|M.Sc Thesis||Department of Applied Mathematics|
|Supervisors:||Prof. Emeritus Brudnyi Yuri|
|Dr. Valery Zheludev|
The thesis is devoted to an investigation of properties of the waveforms generated by a new family of spline-based biorthogonal wavelet transforms, recently developed by A.Averbuch and V.Zheludev, and to applications of the transforms to image compression. In our experiments we used the newly constructed transforms and compared their performance with such one of
the Daubechies's 9/7 transform, accepted in the JPEG 2000 image compression standard. To complete a compression process we used the SPIHT coding algorithm with different compression ratios.
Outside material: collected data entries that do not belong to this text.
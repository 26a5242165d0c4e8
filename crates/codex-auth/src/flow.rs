//! OAuth authorization-code + PKCE login flow
//!
//! ```text
//! Idle ──begin_login──▶ AwaitingCallback ──callback(ok)──▶ Exchanging ──▶ Authenticated
//!   ▲                        │                                 │
//!   │                        ├─ state mismatch / expired ──────┼──▶ Failed
//!   │                        └─ consent denied ────────────────┘
//!   └──────────────────────────── logout ◀──────────────────────── Authenticated
//! ```
//!
//! One pending login at a time; `begin_login` replaces any earlier attempt.
//! A state mismatch discards the pending login without touching the store.

use std::sync::Arc;
use std::time::{Duration, Instant};

use serde::Serialize;
use tokio::sync::Mutex;
use tracing::{info, warn};

use crate::bundle::{AuthBundle, now_millis};
use crate::constants::OAuthConfig;
use crate::error::{Error, Result};
use crate::pkce::{self, PkceCodes};
use crate::store::TokenStore;
use crate::token;

/// Externally visible login state.
#[derive(Debug, Clone, PartialEq, Eq, Serialize)]
#[serde(tag = "state", rename_all = "snake_case")]
pub enum LoginState {
    Idle,
    AwaitingCallback,
    Exchanging,
    Authenticated,
    Failed { reason: String },
}

/// Result of `begin_login`. The verifier stays inside the controller; the
/// copy here is for callers that drive the exchange themselves.
#[derive(Debug, Clone)]
pub struct LoginStart {
    pub authorization_url: String,
    pub state: String,
    pub pkce: PkceCodes,
}

/// Tunables for the login flow.
#[derive(Debug, Clone)]
pub struct FlowSettings {
    /// How long a pending login accepts its callback.
    pub login_timeout: Duration,
    /// Derive an API key from the id token after login.
    pub exchange_api_key: bool,
}

impl Default for FlowSettings {
    fn default() -> Self {
        Self {
            login_timeout: Duration::from_secs(600),
            exchange_api_key: false,
        }
    }
}

struct PendingLogin {
    state: String,
    pkce: PkceCodes,
    started_at: Instant,
}

enum Phase {
    Idle,
    AwaitingCallback(PendingLogin),
    Exchanging,
    Authenticated,
    Failed(String),
}

struct FlowState {
    phase: Phase,
    /// Bumped by every begin_login and logout so a slow exchange can tell
    /// it has been overtaken.
    generation: u64,
}

struct Inner {
    config: OAuthConfig,
    client: reqwest::Client,
    store: Arc<TokenStore>,
    settings: FlowSettings,
    state: Mutex<FlowState>,
}

/// Drives the login state machine and persists the resulting bundle.
pub struct OAuthFlowController {
    inner: Arc<Inner>,
}

impl OAuthFlowController {
    /// Create a controller. Starts `Authenticated` when the store already
    /// holds a bundle, `Idle` otherwise.
    pub async fn new(
        config: OAuthConfig,
        client: reqwest::Client,
        store: Arc<TokenStore>,
        settings: FlowSettings,
    ) -> Self {
        let phase = if store.current().await.is_some() {
            Phase::Authenticated
        } else {
            Phase::Idle
        };
        Self {
            inner: Arc::new(Inner {
                config,
                client,
                store,
                settings,
                state: Mutex::new(FlowState {
                    phase,
                    generation: 0,
                }),
            }),
        }
    }

    /// Start a login: generate PKCE codes and a state token, remember them,
    /// and return the authorization URL for the user's browser.
    pub async fn begin_login(&self) -> LoginStart {
        let pkce = PkceCodes::generate();
        let state = pkce::generate_state();
        let authorization_url =
            pkce::build_authorization_url(&self.inner.config, &state, &pkce.code_challenge);

        let mut flow = self.inner.state.lock().await;
        if matches!(flow.phase, Phase::AwaitingCallback(_)) {
            info!("replacing pending login with a new attempt");
        }
        flow.generation += 1;
        flow.phase = Phase::AwaitingCallback(PendingLogin {
            state: state.clone(),
            pkce: pkce.clone(),
            started_at: Instant::now(),
        });
        info!("login initiated, awaiting callback");

        LoginStart {
            authorization_url,
            state,
            pkce,
        }
    }

    /// Complete a login from the redirect callback.
    ///
    /// The state must match the pending login; otherwise the pending login
    /// is discarded and nothing is written to the store. The exchange runs
    /// on its own task, so a caller that goes away mid-exchange does not
    /// leave the flow stuck in `Exchanging`.
    pub async fn complete_callback(&self, code: &str, state: &str) -> Result<AuthBundle> {
        let (pending, generation) = {
            let mut flow = self.inner.state.lock().await;
            let pending = self.take_pending(&mut flow, state)?;
            (pending, flow.generation)
        };

        let inner = self.inner.clone();
        let code = code.to_owned();
        tokio::spawn(async move { inner.finish_login(&code, &pending.pkce, generation).await })
            .await
            .unwrap_or_else(|e| Err(Error::Http(format!("login exchange task failed: {e}"))))
    }

    /// Handle a callback carrying `?error=...` instead of a code.
    pub async fn deny_callback(&self, state: &str, error: &str) -> Error {
        let mut flow = self.inner.state.lock().await;
        match self.take_pending(&mut flow, state) {
            Ok(_) => {
                warn!(error, "authorization denied by provider");
                flow.phase = Phase::Failed(format!("authorization denied: {error}"));
                Error::ConsentDenied(error.to_owned())
            }
            Err(e) => e,
        }
    }

    /// Forget the session: clear the store and return to `Idle`.
    pub async fn logout(&self) -> Result<bool> {
        let mut flow = self.inner.state.lock().await;
        flow.generation += 1;
        flow.phase = Phase::Idle;
        let had_bundle = self.inner.store.clear().await?;
        info!(had_bundle, "logged out");
        Ok(had_bundle)
    }

    /// Current state. An expired pending login is reported (and recorded) as failed.
    pub async fn state(&self) -> LoginState {
        let mut flow = self.inner.state.lock().await;
        if let Phase::AwaitingCallback(pending) = &flow.phase
            && pending.started_at.elapsed() >= self.inner.settings.login_timeout
        {
            flow.phase = Phase::Failed("login expired".into());
        }
        match &flow.phase {
            Phase::Idle => LoginState::Idle,
            Phase::AwaitingCallback(_) => LoginState::AwaitingCallback,
            Phase::Exchanging => LoginState::Exchanging,
            Phase::Authenticated => LoginState::Authenticated,
            Phase::Failed(reason) => LoginState::Failed {
                reason: reason.clone(),
            },
        }
    }

    /// Validate the callback state against the pending login and take it,
    /// leaving the flow in `Exchanging`.
    fn take_pending(&self, flow: &mut FlowState, state: &str) -> Result<PendingLogin> {
        let Phase::AwaitingCallback(pending) = &flow.phase else {
            warn!("callback received with no pending login");
            return Err(Error::StateMismatch);
        };

        if pending.state != state {
            warn!("callback state does not match pending login, discarding it");
            flow.phase = Phase::Failed("state mismatch".into());
            return Err(Error::StateMismatch);
        }
        if pending.started_at.elapsed() >= self.inner.settings.login_timeout {
            warn!("callback arrived after the login window closed");
            flow.phase = Phase::Failed("login expired".into());
            return Err(Error::LoginExpired);
        }

        match std::mem::replace(&mut flow.phase, Phase::Exchanging) {
            Phase::AwaitingCallback(pending) => Ok(pending),
            _ => Err(Error::StateMismatch),
        }
    }
}

impl Inner {
    /// Exchange the code and record the outcome, unless a newer login or a
    /// logout happened in the meantime.
    async fn finish_login(&self, code: &str, pkce: &PkceCodes, generation: u64) -> Result<AuthBundle> {
        let outcome = self.exchange(code, pkce).await;

        let mut flow = self.state.lock().await;
        if flow.generation != generation {
            warn!("login superseded while exchanging, discarding tokens");
            return Err(Error::Superseded);
        }
        match outcome {
            Ok(bundle) => {
                // Saved under the flow lock so a concurrent logout cannot
                // interleave between the generation check and the write.
                if let Err(e) = self.store.save(bundle.clone()).await {
                    flow.phase = Phase::Failed(e.to_string());
                    return Err(e);
                }
                flow.phase = Phase::Authenticated;
                info!(account_id = %bundle.token_data.account_id, "login completed");
                Ok(bundle)
            }
            Err(e) => {
                warn!(error = %e, "authorization code exchange failed");
                flow.phase = Phase::Failed(e.to_string());
                Err(e)
            }
        }
    }

    async fn exchange(&self, code: &str, pkce: &PkceCodes) -> Result<AuthBundle> {
        let tokens =
            token::exchange_code(&self.client, &self.config, code, &pkce.code_verifier).await?;
        let mut bundle = AuthBundle::from_login(tokens, now_millis())?;

        if self.settings.exchange_api_key {
            match token::exchange_api_key(&self.client, &self.config, &bundle.token_data.id_token)
                .await
            {
                Ok(key) => bundle.api_key = Some(key),
                Err(e) => warn!(error = %e, "API key exchange failed, continuing without one"),
            }
        }
        Ok(bundle)
    }
}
The experiments demonstrated that these transforms are competitive with the 9/7 transform in the performance as well as in the computational complexity.
The main difference from the well known wavelet transforms is that new ones use IIR filters. The produced wavelets are not compactly supported, but the scaling functions and wavelets generated by these transforms decay exponentially. The rational structure of the transfer functions enables us to implement transforms via fast recursive filtering, and thus their computational complexity is not greater than the implementation complexity of the conventional wavelet transforms that use FIR filters.
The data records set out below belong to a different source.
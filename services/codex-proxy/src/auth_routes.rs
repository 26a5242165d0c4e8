//! Login and session endpoints
//!
//! - GET  /auth/login     start a PKCE login; JSON with the authorization URL,
//!   or a 303 to it with `?redirect=true`
//! - GET  /auth/callback  OAuth redirect target; exchanges the code
//! - GET  /auth/status    session summary and login state (never tokens)
//! - POST /auth/refresh   refresh the access token now
//! - POST /auth/logout    forget the stored session
//!
//! The callback is also served on its own listener when the registered
//! redirect URI points at a different port than the API.

use std::sync::Arc;

use axum::Router;
use axum::extract::{Query, State};
use axum::response::{IntoResponse, Redirect, Response};
use axum::Json;
use axum::routing::{get, post};
use codex_auth::{AuthStatus, LoginState, OAuthFlowController, TokenRefresher};
use serde::{Deserialize, Serialize};
use serde_json::json;
use tracing::{info, warn};

use crate::error::ApiError;

/// Shared state for the auth handlers.
#[derive(Clone)]
pub struct AuthState {
    pub flow: Arc<OAuthFlowController>,
    pub refresher: TokenRefresher,
}

/// All auth endpoints.
pub fn build_auth_router(state: AuthState) -> Router {
    Router::new()
        .route("/auth/login", get(login))
        .route("/auth/callback", get(callback))
        .route("/auth/status", get(status))
        .route("/auth/refresh", post(refresh))
        .route("/auth/logout", post(logout))
        .with_state(state)
}

/// Only the redirect target, for the dedicated callback listener.
pub fn build_callback_router(state: AuthState) -> Router {
    Router::new()
        .route("/auth/callback", get(callback))
        .with_state(state)
}

#[derive(Debug, Default, Deserialize)]
struct LoginParams {
    #[serde(default)]
    redirect: bool,
}

async fn login(State(state): State<AuthState>, Query(params): Query<LoginParams>) -> Response {
    let start = state.flow.begin_login().await;
    if params.redirect {
        return Redirect::to(&start.authorization_url).into_response();
    }
    Json(json!({
        "authorization_url": start.authorization_url,
        "state": start.state,
        "instructions": "Open the URL in a browser and sign in; the proxy completes the login on redirect",
    }))
    .into_response()
}

#[derive(Debug, Default, Deserialize)]
struct CallbackParams {
    code: Option<String>,
    state: Option<String>,
    error: Option<String>,
    error_description: Option<String>,
}

async fn callback(
    State(state): State<AuthState>,
    Query(params): Query<CallbackParams>,
) -> Result<Response, ApiError> {
    // No state parameter can never match a pending login
    let Some(oauth_state) = params.state.as_deref() else {
        warn!("callback without state parameter");
        return Err(codex_auth::Error::StateMismatch.into());
    };

    if let Some(error) = params.error.as_deref() {
        let reason = match params.error_description.as_deref() {
            Some(description) => format!("{error}: {description}"),
            None => error.to_owned(),
        };
        return Err(state.flow.deny_callback(oauth_state, &reason).await.into());
    }

    let Some(code) = params.code.as_deref().filter(|c| !c.is_empty()) else {
        return Err(ApiError::new(
            axum::http::StatusCode::BAD_REQUEST,
            "invalid_request_error",
            "callback is missing the authorization code",
        )
        .with_code("missing_code"));
    };

    let bundle = state.flow.complete_callback(code, oauth_state).await?;
    info!(account_id = %bundle.token_data.account_id, "session established via callback");
    Ok(Json(json!({
        "status": "authenticated",
        "account_id": bundle.token_data.account_id,
        "message": "Login complete. You can close this window.",
    }))
    .into_response())
}

#[derive(Serialize)]
struct StatusBody {
    #[serde(flatten)]
    auth: AuthStatus,
    login_state: LoginState,
}

async fn status(State(state): State<AuthState>) -> impl IntoResponse {
    Json(StatusBody {
        auth: state.refresher.status().await,
        login_state: state.flow.state().await,
    })
}

async fn refresh(State(state): State<AuthState>) -> Result<impl IntoResponse, ApiError> {
    let bundle = state.refresher.refresh_now().await?;
    info!(account_id = %bundle.token_data.account_id, "session refreshed on request");
    Ok(Json(RefreshBody {
        refreshed: true,
        auth: state.refresher.status().await,
    }))
}

#[derive(Serialize)]
struct RefreshBody {
    refreshed: bool,
    #[serde(flatten)]
    auth: AuthStatus,
}

async fn logout(State(state): State<AuthState>) -> Result<impl IntoResponse, ApiError> {
    let had_session = state.flow.logout().await?;
    Ok(Json(json!({ "logged_out": had_session })))
}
In our work we investigated the scaling functions generated by new transforms. All spline-based filters of these transforms are associated with the interpolatory subdivision schemes. Therefore methods of the analysis of convergence and of regularity of limit functions, which are developed in the theory of subdivision schemes can be applied to the analysis of scaling functions.
Our analysis of convergence and regularity of the presented subdivision schemes is based on a technique developed by N.Dyn, J.Gregony and D.Levin with some modifications. Unlike the existing subdivision schemes, we study the schemes with infinite but exponentially decaying masks. We established the convergence of the subdivision schemes, which correspond to the spline-based wavelet transforms, and analyzed the regularity of their basic limit functions, which are the scaling functions of the wavelet transforms.